### Your goal
Each entry below needs to be retyped exactly as given.

*** Data to use Section Begins ***

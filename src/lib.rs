//! # order-stream
//!
//! Generates synthetic gadget orders and upserts them one at a time into a
//! DynamoDB table, pausing between writes to emulate a live stream for
//! change-capture consumers downstream.
//!
//! ## Features
//!
//! - **Seedable generator**: orders drawn from an explicit random source
//! - **Exact prices**: `rust_decimal` end to end, no float on the wire
//! - **Upsert writes**: one `PutItem` per order, keyed by `orderId`
//! - **Failure policies**: log-and-continue, retry with backoff, or escalate
//! - **Clean shutdown**: Ctrl+C / SIGTERM routed through a cancellation token
//!
//! ## Quick Start
//!
//! ```rust,ignore
//! use order_stream::prelude::*;
//!
//! let config = StreamConfig::load()?;
//! let table = DynamoDBOrderTable::from_config(&config).await;
//! let shutdown = ShutdownToken::new();
//! spawn_signal_listener(shutdown.clone());
//!
//! let mut stream = OrderStream::new(OrderGenerator::from_entropy(), table, &config);
//! let summary = stream.run(&shutdown).await?;
//! ```

pub mod config;
pub mod core;
pub mod storage;
pub mod stream;

/// Re-exports of commonly used types and traits
pub mod prelude {
    // === Core ===
    pub use crate::core::{
        Attribute, FailurePolicy, OrderGenerator, OrderItem, OrderRecord, OrderSource,
        OrderTable, OrderWriter, Product, StreamError, WriteError, generate_order,
    };

    // === Storage ===
    pub use crate::storage::InMemoryOrderTable;
    #[cfg(feature = "dynamodb")]
    pub use crate::storage::DynamoDBOrderTable;

    // === Config ===
    pub use crate::config::StreamConfig;

    // === Stream ===
    pub use crate::stream::{
        OrderStream, ShutdownToken, StreamSummary, shutdown_signal, spawn_signal_listener,
    };

    // === External dependencies ===
    pub use anyhow::Result;
    pub use async_trait::async_trait;
    pub use rust_decimal::Decimal;
}
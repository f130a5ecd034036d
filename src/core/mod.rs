//! Core types and traits of the order stream

pub mod error;
pub mod generator;
pub mod order;
pub mod policy;
pub mod table;

pub use error::{StreamError, WriteError};
pub use generator::{OrderGenerator, OrderSource, generate_order};
pub use order::{Attribute, OrderItem, OrderRecord, Product};
pub use policy::FailurePolicy;
pub use table::{OrderTable, OrderWriter};
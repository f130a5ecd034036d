//! Configuration loading and management

use crate::core::FailurePolicy;
use anyhow::{Result, bail};
use serde::{Deserialize, Serialize};
use std::time::Duration;

/// Environment variable naming an optional YAML override file
pub const CONFIG_ENV_VAR: &str = "ORDER_STREAM_CONFIG";

pub const DEFAULT_TABLE_NAME: &str = "GadgetOrders_Ritayan";
pub const DEFAULT_REGION: &str = "us-east-1";
pub const DEFAULT_PROFILE: &str = "default";
pub const DEFAULT_INTERVAL_MS: u64 = 2_000;

fn default_table_name() -> String {
    DEFAULT_TABLE_NAME.to_string()
}

fn default_region() -> String {
    DEFAULT_REGION.to_string()
}

fn default_profile() -> String {
    DEFAULT_PROFILE.to_string()
}

fn default_interval_ms() -> u64 {
    DEFAULT_INTERVAL_MS
}

/// Settings for one run of the order stream
#[derive(Debug, Clone, PartialEq, Eq, Serialize, Deserialize)]
pub struct StreamConfig {
    /// Destination table
    #[serde(default = "default_table_name")]
    pub table_name: String,

    /// AWS region hosting the table
    #[serde(default = "default_region")]
    pub region: String,

    /// Named credential profile resolved by the SDK
    #[serde(default = "default_profile")]
    pub profile: String,

    /// Pause between two writes, in milliseconds
    #[serde(default = "default_interval_ms")]
    pub interval_ms: u64,

    #[serde(default)]
    pub failure_policy: FailurePolicy,

    /// Stop as unhealthy after this many failed records in a row
    #[serde(default)]
    pub max_consecutive_failures: Option<u32>,
}

impl Default for StreamConfig {
    fn default() -> Self {
        Self {
            table_name: default_table_name(),
            region: default_region(),
            profile: default_profile(),
            interval_ms: default_interval_ms(),
            failure_policy: FailurePolicy::default(),
            max_consecutive_failures: None,
        }
    }
}

impl StreamConfig {
    /// Load configuration from a YAML file
    pub fn from_yaml_file(path: &str) -> Result<Self> {
        let content = std::fs::read_to_string(path)?;
        Self::from_yaml_str(&content)
    }

    /// Load configuration from a YAML string
    pub fn from_yaml_str(yaml: &str) -> Result<Self> {
        let config: Self = serde_yaml::from_str(yaml)?;
        Ok(config)
    }

    /// Built-in defaults, or the file named by `ORDER_STREAM_CONFIG`
    pub fn load() -> Result<Self> {
        let config = match std::env::var(CONFIG_ENV_VAR) {
            Ok(path) if !path.is_empty() => {
                tracing::info!(path = %path, "Loading stream configuration");
                Self::from_yaml_file(&path)?
            }
            _ => Self::default(),
        };
        config.validate()?;
        Ok(config)
    }

    pub fn validate(&self) -> Result<()> {
        if self.table_name.trim().is_empty() {
            bail!("table_name must not be empty");
        }
        if self.interval_ms == 0 {
            bail!("interval_ms must be greater than zero");
        }
        if self.failure_policy.attempts() == 0 {
            bail!("retry policy needs at least one attempt");
        }
        if self.max_consecutive_failures == Some(0) {
            bail!("max_consecutive_failures must be at least 1 when set");
        }
        Ok(())
    }

    pub fn interval(&self) -> Duration {
        Duration::from_millis(self.interval_ms)
    }
}
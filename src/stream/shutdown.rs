//! Cancellation token and process signal wiring

use std::sync::Arc;
use tokio::sync::watch;
use tokio::task::JoinHandle;

/// Cloneable stop request shared between the signal listener and the stream
///
/// Once triggered it stays triggered.
#[derive(Debug, Clone)]
pub struct ShutdownToken {
    state: Arc<watch::Sender<bool>>,
}

impl ShutdownToken {
    pub fn new() -> Self {
        let (tx, _rx) = watch::channel(false);
        Self { state: Arc::new(tx) }
    }

    /// Request shutdown
    pub fn trigger(&self) {
        self.state.send_replace(true);
    }

    pub fn is_triggered(&self) -> bool {
        *self.state.borrow()
    }

    /// Resolves once shutdown has been requested, immediately if it already was
    pub async fn cancelled(&self) {
        let mut rx = self.state.subscribe();
        // the sender lives in `self`, so the channel cannot close here
        let _ = rx.wait_for(|stopped| *stopped).await;
    }
}

impl Default for ShutdownToken {
    fn default() -> Self {
        Self::new()
    }
}

/// Wait for shutdown signal (SIGTERM or Ctrl+C)
pub async fn shutdown_signal() {
    use tokio::signal;

    let ctrl_c = async {
        if let Err(err) = signal::ctrl_c().await {
            tracing::warn!(error = %err, "Failed to install Ctrl+C handler");
            std::future::pending::<()>().await;
        }
    };

    #[cfg(unix)]
    let terminate = async {
        match signal::unix::signal(signal::unix::SignalKind::terminate()) {
            Ok(mut stream) => {
                stream.recv().await;
            }
            Err(err) => {
                tracing::warn!(error = %err, "Failed to install SIGTERM handler");
                std::future::pending::<()>().await;
            }
        }
    };

    #[cfg(not(unix))]
    let terminate = std::future::pending::<()>();

    tokio::select! {
        _ = ctrl_c => {
            tracing::info!("Received Ctrl+C signal, stopping order stream...");
        },
        _ = terminate => {
            tracing::info!("Received SIGTERM signal, stopping order stream...");
        },
    }
}

/// Trigger `token` when the process receives Ctrl+C or SIGTERM
pub fn spawn_signal_listener(token: ShutdownToken) -> JoinHandle<()> {
    tokio::spawn(async move {
        shutdown_signal().await;
        token.trigger();
    })
}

*** Data to use Section Ends ***

### Response area
filename src/lib.rs
//! # order-stream
//!
//! Generates synthetic gadget orders and upserts them one at a time into a
//! DynamoDB table, pausing between writes to emulate a live stream for
//! change-capture consumers downstream.
//!
//! ## Features
//!
//! - **Seedable generator**: orders drawn from an explicit random source
//! - **Exact prices**: `rust_decimal` end to end, no float on the wire
//! - **Upsert writes**: one `PutItem` per order, keyed by `orderId`
//! - **Failure policies**: log-and-continue, retry with backoff, or escalate
//! - **Clean shutdown**: Ctrl+C / SIGTERM routed through a cancellation token
//!
//! ## Quick Start
//!
//! ```rust,ignore
//! use order_stream::prelude::*;
//!
//! let config = StreamConfig::load()?;
//! let table = DynamoDBOrderTable::from_config(&config).await;
//! let shutdown = ShutdownToken::new();
//! spawn_signal_listener(shutdown.clone());
//!
//! let mut stream = OrderStream::new(OrderGenerator::from_entropy(), table, &config);
//! let summary = stream.run(&shutdown).await?;
//! ```

pub mod config;
pub mod core;
pub mod storage;
pub mod stream;

/// Re-exports of commonly used types and traits
pub mod prelude {
    // === Core ===
    pub use crate::core::{
        Attribute, FailurePolicy, OrderGenerator, OrderItem, OrderRecord, OrderSource,
        OrderTable, OrderWriter, Product, StreamError, WriteError, generate_order,
    };

    // === Storage ===
    pub use crate::storage::InMemoryOrderTable;
    #[cfg(feature = "dynamodb")]
    pub use crate::storage::DynamoDBOrderTable;

    // === Config ===
    pub use crate::config::StreamConfig;

    // === Stream ===
    pub use crate::stream::{
        OrderStream, ShutdownToken, StreamSummary, shutdown_signal, spawn_signal_listener,
    };

    // === External dependencies ===
    pub use anyhow::Result;
    pub use async_trait::async_trait;
    pub use rust_decimal::Decimal;
}
repository f130a5ecd034036d
filename src/core/mod.rs
//! Core types and traits of the order stream

pub mod error;
pub mod generator;
pub mod order;
pub mod policy;
pub mod table;

pub use error::{StreamError, WriteError};
pub use generator::{OrderGenerator, OrderSource, generate_order};
pub use order::{Attribute, OrderItem, OrderRecord, Product};
pub use policy::FailurePolicy;
pub use table::{OrderTable, OrderWriter};
repository f130a5ecd034036d
//! Configuration loading and management

use crate::core::FailurePolicy;
use anyhow::{Result, bail};
use serde::{Deserialize, Serialize};
use std::time::Duration;

/// Environment variable naming an optional YAML override file
pub const CONFIG_ENV_VAR: &str = "ORDER_STREAM_CONFIG";

pub const DEFAULT_TABLE_NAME: &str = "GadgetOrders_Ritayan";
pub const DEFAULT_REGION: &str = "us-east-1";
pub const DEFAULT_PROFILE: &str = "default";
pub const DEFAULT_INTERVAL_MS: u64 = 2_000;

fn default_table_name() -> String {
    DEFAULT_TABLE_NAME.to_string()
}

fn default_region() -> String {
    DEFAULT_REGION.to_string()
}

fn default_profile() -> String {
    DEFAULT_PROFILE.to_string()
}

fn default_interval_ms() -> u64 {
    DEFAULT_INTERVAL_MS
}

/// Settings for one run of the order stream
#[derive(Debug, Clone, PartialEq, Eq, Serialize, Deserialize)]
pub struct StreamConfig {
    /// Destination table
    #[serde(default = "default_table_name")]
    pub table_name: String,

    /// AWS region hosting the table
    #[serde(default = "default_region")]
    pub region: String,

    /// Named credential profile resolved by the SDK
    #[serde(default = "default_profile")]
    pub profile: String,

    /// Pause between two writes, in milliseconds
    #[serde(default = "default_interval_ms")]
    pub interval_ms: u64,

    #[serde(default)]
    pub failure_policy: FailurePolicy,

    /// Stop as unhealthy after this many failed records in a row
    #[serde(default)]
    pub max_consecutive_failures: Option<u32>,
}

impl Default for StreamConfig {
    fn default() -> Self {
        Self {
            table_name: default_table_name(),
            region: default_region(),
            profile: default_profile(),
            interval_ms: default_interval_ms(),
            failure_policy: FailurePolicy::default(),
            max_consecutive_failures: None,
        }
    }
}

impl StreamConfig {
    /// Load configuration from a YAML file
    pub fn from_yaml_file(path: &str) -> Result<Self> {
        let content = std::fs::read_to_string(path)?;
        Self::from_yaml_str(&content)
    }

    /// Load configuration from a YAML string
    pub fn from_yaml_str(yaml: &str) -> Result<Self> {
        let config: Self = serde_yaml::from_str(yaml)?;
        Ok(config)
    }

    /// Built-in defaults, or the file named by `ORDER_STREAM_CONFIG`
    pub fn load() -> Result<Self> {
        let config = match std::env::var(CONFIG_ENV_VAR) {
            Ok(path) if !path.is_empty() => {
                tracing::info!(path = %path, "Loading stream configuration");
                Self::from_yaml_file(&path)?
            }
            _ => Self::default(),
        };
        config.validate()?;
        Ok(config)
    }

    pub fn validate(&self) -> Result<()> {
        if self.table_name.trim().is_empty() {
            bail!("table_name must not be empty");
        }
        if self.interval_ms == 0 {
            bail!("interval_ms must be greater than zero");
        }
        if self.failure_policy.attempts() == 0 {
            bail!("retry policy needs at least one attempt");
        }
        if self.max_consecutive_failures == Some(0) {
            bail!("max_consecutive_failures must be at least 1 when set");
        }
        Ok(())
    }

    pub fn interval(&self) -> Duration {
        Duration::from_millis(self.interval_ms)
    }
}
filename src/stream/shutdown.rs
//! Cancellation token and process signal wiring

use std::sync::Arc;
use tokio::sync::watch;
use tokio::task::JoinHandle;

/// Cloneable stop request shared between the signal listener and the stream
///
/// Once triggered it stays triggered.
#[derive(Debug, Clone)]
pub struct ShutdownToken {
    state: Arc<watch::Sender<bool>>,
}

impl ShutdownToken {
    pub fn new() -> Self {
        let (tx, _rx) = watch::channel(false);
        Self { state: Arc::new(tx) }
    }

    /// Request shutdown
    pub fn trigger(&self) {
        self.state.send_replace(true);
    }

    pub fn is_triggered(&self) -> bool {
        *self.state.borrow()
    }

    /// Resolves once shutdown has been requested, immediately if it already was
    pub async fn cancelled(&self) {
        let mut rx = self.state.subscribe();
        // the sender lives in `self`, so the channel cannot close here
        let _ = rx.wait_for(|stopped| *stopped).await;
    }
}

impl Default for ShutdownToken {
    fn default() -> Self {
        Self::new()
    }
}

/// Wait for shutdown signal (SIGTERM or Ctrl+C)
pub async fn shutdown_signal() {
    use tokio::signal;

    let ctrl_c = async {
        if let Err(err) = signal::ctrl_c().await {
            tracing::warn!(error = %err, "Failed to install Ctrl+C handler");
            std::future::pending::<()>().await;
        }
    };

    #[cfg(unix)]
    let terminate = async {
        match signal::unix::signal(signal::unix::SignalKind::terminate()) {
            Ok(mut stream) => {
                stream.recv().await;
            }
            Err(err) => {
                tracing::warn!(error = %err, "Failed to install SIGTERM handler");
                std::future::pending::<()>().await;
            }
        }
    };

    #[cfg(not(unix))]
    let terminate = std::future::pending::<()>();

    tokio::select! {
        _ = ctrl_c => {
            tracing::info!("Received Ctrl+C signal, stopping order stream...");
        },
        _ = terminate => {
            tracing::info!("Received SIGTERM signal, stopping order stream...");
        },
    }
}

/// Trigger `token` when the process receives Ctrl+C or SIGTERM
pub fn spawn_signal_listener(token: ShutdownToken) -> JoinHandle<()> {
    tokio::spawn(async move {
        shutdown_signal().await;
        token.trigger();
    })
}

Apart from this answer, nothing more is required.